## EXERCISE OBJECTIVE
From the listing below, reproduce word for word the part that opens with the line containing "pub fn lookup(&self, parent_id: INodeId, name: &str)" and closes with the line containing "if let INodeData::Directory(dir)"; reproduce nothing else.

## DATA SUPPLIED

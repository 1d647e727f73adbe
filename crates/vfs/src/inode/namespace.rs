//! Inode arena and directory tree.

use std::collections::HashMap;

use tracing::trace;

use super::dir::INodeDir;
use super::types::{INode, INodeData, INodeId, INodeType, ROOT_INODE};
use crate::VfsError;

/// Authoritative store of inodes and directory entries.
///
/// Inodes live in an arena keyed by a stable id. Directories hold ordered
/// name → id maps, so the tree reachable from the root is always acyclic;
/// symlinks only store target strings.
///
/// All methods take `&self`/`&mut self`, so atomicity between mutations comes
/// from whoever owns the namespace (see [`crate::Filesystem`]).
#[derive(Debug, Clone)]
pub struct Namespace {
    /// Next inode ID to allocate.
    next_id: INodeId,
    /// All inodes by ID.
    inodes: HashMap<INodeId, INode>,
}

impl Namespace {
    /// Create a namespace holding only the root directory.
    pub fn new() -> Self {
        let mut root: INode =
            INode::new(ROOT_INODE, INodeData::Directory(INodeDir::new(ROOT_INODE)));
        // The root is referenced by the namespace itself.
        root.link();

        let mut inodes: HashMap<INodeId, INode> = HashMap::new();
        inodes.insert(ROOT_INODE, root);

        Self {
            next_id: ROOT_INODE + 1,
            inodes,
        }
    }

    /// Allocate a new inode ID.
    fn allocate_id(&mut self) -> INodeId {
        let id: INodeId = self.next_id;
        self.next_id += 1;
        id
    }

    /// Get an inode by ID.
    ///
    /// # Errors
    /// `InodeNotFound` if the id is not in the arena.
    pub fn get(&self, id: INodeId) -> Result<&INode, VfsError> {
        self.inodes.get(&id).ok_or(VfsError::InodeNotFound(id))
    }

    pub(crate) fn get_mut(&mut self, id: INodeId) -> Result<&mut INode, VfsError> {
        self.inodes.get_mut(&id).ok_or(VfsError::InodeNotFound(id))
    }

    /// Get the root directory.
    pub fn root(&self) -> Result<&INode, VfsError> {
        self.get(ROOT_INODE)
    }

    /// Borrow a directory payload by ID.
    ///
    /// # Errors
    /// `InodeNotFound` or `InodeNotADirectory`.
    pub fn dir(&self, id: INodeId) -> Result<&INodeDir, VfsError> {
        self.get(id)?
            .as_dir()
            .ok_or(VfsError::InodeNotADirectory(id))
    }

    fn dir_mut(&mut self, id: INodeId) -> Result<&mut INodeDir, VfsError> {
        self.get_mut(id)?
            .as_dir_mut()
            .ok_or(VfsError::InodeNotADirectory(id))
    }

    /// Look up a name inside a directory.
    ///
    /// # Arguments
    /// * `parent_id` - Directory inode ID
    /// * `name` - Entry name
    ///
    /// # Returns
    /// The child inode ID.
    ///
    /// # Errors
    /// `NotFound` when the name is absent, `InodeNotADirectory` when the
    /// parent is not a directory.
    pub fn lookup(&self, parent_id: INodeId, name: &str) -> Result<INodeId, VfsError> {
        self.dir(parent_id)?
            .get_child(name)
            .ok_or_else(|| VfsError::not_found(name))
    }

    /// Ordered entries of a directory.
    pub fn children(&self, dir_id: INodeId) -> Result<Vec<(String, INodeId)>, VfsError> {
        Ok(self.dir(dir_id)?.children())
    }

    /// Create a new inode and link it under `parent_id` as `name`.
    ///
    /// New directories record `parent_id` as their parent.
    ///
    /// # Returns
    /// The new inode ID.
    ///
    /// # Errors
    /// `AlreadyExists` on a duplicate name, `InodeNotADirectory` when the
    /// parent is not a directory.
    pub fn insert(
        &mut self,
        parent_id: INodeId,
        name: &str,
        mut data: INodeData,
    ) -> Result<INodeId, VfsError> {
        if self.dir(parent_id)?.get_child(name).is_some() {
            return Err(VfsError::already_exists(name));
        }

        if let INodeData::Directory(dir) = &mut data {
            dir.set_parent_id(parent_id);
        }

        let id: INodeId = self.allocate_id();
        self.inodes.insert(id, INode::new(id, data));
        self.link(parent_id, name, id)?;
        trace!(parent_id, entry = name, id, "inserted inode");
        Ok(id)
    }

    /// Add another directory entry for an existing inode.
    ///
    /// # Errors
    /// `AlreadyExists` on a duplicate name, `InodeNotFound` when `id` is
    /// absent.
    pub fn link(&mut self, parent_id: INodeId, name: &str, id: INodeId) -> Result<(), VfsError> {
        self.get(id)?;
        if !self.dir_mut(parent_id)?.add_child(name.to_string(), id) {
            return Err(VfsError::already_exists(name));
        }
        self.get_mut(id)?.link();
        Ok(())
    }

    /// Remove the entry `name` from `parent_id`.
    ///
    /// The inode is destroyed when no entries reference it any more; a
    /// destroyed directory releases its own children the same way.
    ///
    /// # Returns
    /// The inode ID the entry pointed at.
    pub fn remove(&mut self, parent_id: INodeId, name: &str) -> Result<INodeId, VfsError> {
        let id: INodeId = self
            .dir_mut(parent_id)?
            .remove_child(name)
            .ok_or_else(|| VfsError::not_found(name))?;
        self.release(id);
        trace!(parent_id, entry = name, id, "removed entry");
        Ok(id)
    }

    /// Move an entry between directories in one step.
    ///
    /// The destination name must be free; replacing an existing destination
    /// is the caller's job.
    pub fn move_entry(
        &mut self,
        old_parent: INodeId,
        old_name: &str,
        new_parent: INodeId,
        new_name: &str,
    ) -> Result<INodeId, VfsError> {
        let id: INodeId = self.lookup(old_parent, old_name)?;
        if self.dir(new_parent)?.get_child(new_name).is_some() {
            return Err(VfsError::already_exists(new_name));
        }

        self.dir_mut(old_parent)?.remove_child(old_name);
        self.dir_mut(new_parent)?.add_child(new_name.to_string(), id);
        if let Some(dir) = self.get_mut(id)?.as_dir_mut() {
            dir.set_parent_id(new_parent);
        }
        Ok(id)
    }

    /// Check whether `ancestor` is `dir_id` or one of its parent directories.
    pub fn is_ancestor(&self, ancestor: INodeId, dir_id: INodeId) -> bool {
        let mut current: INodeId = dir_id;
        loop {
            if current == ancestor {
                return true;
            }
            match self.dir(current) {
                Ok(dir) if current != ROOT_INODE => current = dir.parent_id(),
                _ => return false,
            }
        }
    }

    /// Get the total number of inodes.
    pub fn inode_count(&self) -> usize {
        self.inodes.len()
    }

    /// Drop one link to `id`, destroying it (and any owned children) when
    /// the count reaches zero.
    fn release(&mut self, id: INodeId) {
        let mut pending: Vec<INodeId> = vec![id];
        while let Some(current) = pending.pop() {
            let remaining: u32 = match self.inodes.get_mut(&current) {
                Some(inode) => inode.unlink(),
                None => continue,
            };
            if remaining > 0 {
                continue;
            }
            if let Some(inode) = self.inodes.remove(&current) {
                if inode.inode_type() == INodeType::Directory {
                    if let Some(dir) = inode.as_dir() {
                        pending.extend(dir.children().into_iter().map(|(_, child)| child));
                    }
                }
            }
        }
    }
}

impl Default for Namespace {
    fn default() -> Self {
        Self::new()
    }
}

#[cfg(test)]
mod tests {
    use super::*;
    use crate::inode::{INodeFile, INodeSymlink};

    fn file(content: &[u8]) -> INodeData {
        INodeData::File(INodeFile::new(content.to_vec()))
    }

    fn dir() -> INodeData {
        INodeData::Directory(INodeDir::new(ROOT_INODE))
    }

    #[test]
    fn test_new_namespace_has_root() {
        let ns: Namespace = Namespace::new();
        let root: &INode = ns.root().unwrap();
        assert_eq!(root.id(), ROOT_INODE);
        assert_eq!(root.inode_type(), INodeType::Directory);
        assert_eq!(ns.inode_count(), 1);
    }

    #[test]
    fn test_insert_and_lookup() {
        let mut ns: Namespace = Namespace::new();
        let d1: INodeId = ns.insert(ROOT_INODE, "d1", dir()).unwrap();
        let f1: INodeId = ns.insert(d1, "f1", file(b"things")).unwrap();

        assert_eq!(ns.lookup(ROOT_INODE, "d1").unwrap(), d1);
        assert_eq!(ns.lookup(d1, "f1").unwrap(), f1);
        assert_eq!(ns.get(f1).unwrap().size(), 6);
        assert_eq!(ns.dir(d1).unwrap().parent_id(), ROOT_INODE);
        assert_eq!(ns.get(f1).unwrap().nlink(), 1);
    }

    #[test]
    fn test_insert_duplicate_fails() {
        let mut ns: Namespace = Namespace::new();
        ns.insert(ROOT_INODE, "a", file(b"")).unwrap();
        let err: VfsError = ns.insert(ROOT_INODE, "a", dir()).unwrap_err();
        assert!(matches!(err, VfsError::AlreadyExists { .. }));
        assert_eq!(ns.inode_count(), 2);
    }

    #[test]
    fn test_insert_into_file_fails() {
        let mut ns: Namespace = Namespace::new();
        let f: INodeId = ns.insert(ROOT_INODE, "f", file(b"x")).unwrap();
        let err: VfsError = ns.insert(f, "child", file(b"")).unwrap_err();
        assert_eq!(err, VfsError::InodeNotADirectory(f));
    }

    #[test]
    fn test_lookup_missing() {
        let ns: Namespace = Namespace::new();
        assert!(ns.lookup(ROOT_INODE, "nope").unwrap_err().is_not_found());
        assert_eq!(
            ns.lookup(42, "x").unwrap_err(),
            VfsError::InodeNotFound(42)
        );
    }

    #[test]
    fn test_remove_frees_subtree() {
        let mut ns: Namespace = Namespace::new();
        let d: INodeId = ns.insert(ROOT_INODE, "d", dir()).unwrap();
        let inner: INodeId = ns.insert(d, "inner", dir()).unwrap();
        ns.insert(inner, "f", file(b"abc")).unwrap();
        ns.insert(d, "l", INodeData::Symlink(INodeSymlink::new("/d".into())))
            .unwrap();
        assert_eq!(ns.inode_count(), 5);

        ns.remove(ROOT_INODE, "d").unwrap();
        assert_eq!(ns.inode_count(), 1);
        assert!(ns.get(inner).is_err());
    }

    #[test]
    fn test_hard_link_keeps_inode_alive() {
        let mut ns: Namespace = Namespace::new();
        let f: INodeId = ns.insert(ROOT_INODE, "a", file(b"data")).unwrap();
        ns.link(ROOT_INODE, "b", f).unwrap();
        assert_eq!(ns.get(f).unwrap().nlink(), 2);

        ns.remove(ROOT_INODE, "a").unwrap();
        assert_eq!(ns.lookup(ROOT_INODE, "b").unwrap(), f);
        assert_eq!(ns.get(f).unwrap().nlink(), 1);

        ns.remove(ROOT_INODE, "b").unwrap();
        assert!(ns.get(f).is_err());
    }

    #[test]
    fn test_move_entry_updates_parent() {
        let mut ns: Namespace = Namespace::new();
        let a: INodeId = ns.insert(ROOT_INODE, "a", dir()).unwrap();
        let b: INodeId = ns.insert(ROOT_INODE, "b", dir()).unwrap();

        ns.move_entry(ROOT_INODE, "a", b, "moved").unwrap();
        assert_eq!(ns.lookup(b, "moved").unwrap(), a);
        assert_eq!(ns.dir(a).unwrap().parent_id(), b);
        assert!(ns.lookup(ROOT_INODE, "a").is_err());
        assert!(ns.is_ancestor(b, a));
        assert!(ns.is_ancestor(ROOT_INODE, a));
        assert!(!ns.is_ancestor(a, b));
    }
}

## RESPONSE BELOW
    pub fn lookup(&self, parent_id: INodeId, name: &str) -> Result<INodeId, VfsError> {
        self.dir(parent_id)?
            .get_child(name)
            .ok_or_else(|| VfsError::not_found(name))
    }

    /// Ordered entries of a directory.
    pub fn children(&self, dir_id: INodeId) -> Result<Vec<(String, INodeId)>, VfsError> {
        Ok(self.dir(dir_id)?.children())
    }

    /// Create a new inode and link it under `parent_id` as `name`.
    ///
    /// New directories record `parent_id` as their parent.
    ///
    /// # Returns
    /// The new inode ID.
    ///
    /// # Errors
    /// `AlreadyExists` on a duplicate name, `InodeNotADirectory` when the
    /// parent is not a directory.
    pub fn insert(
        &mut self,
        parent_id: INodeId,
        name: &str,
        mut data: INodeData,
    ) -> Result<INodeId, VfsError> {
        if self.dir(parent_id)?.get_child(name).is_some() {
            return Err(VfsError::already_exists(name));
        }

        if let INodeData::Directory(dir) = &mut data {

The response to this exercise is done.